RECORDS FOR THIS TASK below:
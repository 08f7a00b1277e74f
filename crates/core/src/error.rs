//! Domain error model.

use thiserror::Error;

/// Result type used across the domain layer.
pub type DomainResult<T> = Result<T, DomainError>;

/// Domain-level error.
///
/// Deterministic business failures only (validation, invariants, conflicts).
/// Storage and transport failures have their own error types in `shipcheck-infra`.
#[derive(Debug, Error, Clone, PartialEq, Eq)]
pub enum DomainError {
    /// A value failed validation (e.g. blank identifier, bad entry count).
    #[error("validation failed: {0}")]
    Validation(String),

    /// A domain invariant was violated.
    #[error("invariant violated: {0}")]
    InvariantViolation(String),

    /// An identifier could not be parsed.
    #[error("invalid identifier: {0}")]
    InvalidId(String),

    /// The aggregate a command targets does not exist.
    #[error("not found")]
    NotFound,

    /// The command conflicts with the current state (e.g. already dispatched).
    #[error("conflict: {0}")]
    Conflict(String),
}

impl DomainError {
    pub fn validation(msg: impl Into<String>) -> Self {
        Self::Validation(msg.into())
    }

    pub fn invariant(msg: impl Into<String>) -> Self {
        Self::InvariantViolation(msg.into())
    }

    pub fn invalid_id(msg: impl Into<String>) -> Self {
        Self::InvalidId(msg.into())
    }

    pub fn conflict(msg: impl Into<String>) -> Self {
        Self::Conflict(msg.into())
    }

    pub fn not_found() -> Self {
        Self::NotFound
    }
}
End of RECORDS FOR THIS TASK.
▶ **WORK TO COMPLETE**
The data above should be reproduced in full and exactly.

▶ **ANSWER TO THE PROBLEM**
repository 08f7a00b1277e74f
filename crates/core/src/error.rs
//! Domain error model.

use thiserror::Error;

/// Result type used across the domain layer.
pub type DomainResult<T> = Result<T, DomainError>;

/// Domain-level error.
///
/// Deterministic business failures only (validation, invariants, conflicts).
/// Storage and transport failures have their own error types in `shipcheck-infra`.
#[derive(Debug, Error, Clone, PartialEq, Eq)]
pub enum DomainError {
    /// A value failed validation (e.g. blank identifier, bad entry count).
    #[error("validation failed: {0}")]
    Validation(String),

    /// A domain invariant was violated.
    #[error("invariant violated: {0}")]
    InvariantViolation(String),

    /// An identifier could not be parsed.
    #[error("invalid identifier: {0}")]
    InvalidId(String),

    /// The aggregate a command targets does not exist.
    #[error("not found")]
    NotFound,

    /// The command conflicts with the current state (e.g. already dispatched).
    #[error("conflict: {0}")]
    Conflict(String),
}

impl DomainError {
    pub fn validation(msg: impl Into<String>) -> Self {
        Self::Validation(msg.into())
    }

    pub fn invariant(msg: impl Into<String>) -> Self {
        Self::InvariantViolation(msg.into())
    }

    pub fn invalid_id(msg: impl Into<String>) -> Self {
        Self::InvalidId(msg.into())
    }

    pub fn conflict(msg: impl Into<String>) -> Self {
        Self::Conflict(msg.into())
    }

    pub fn not_found() -> Self {
        Self::NotFound
    }
}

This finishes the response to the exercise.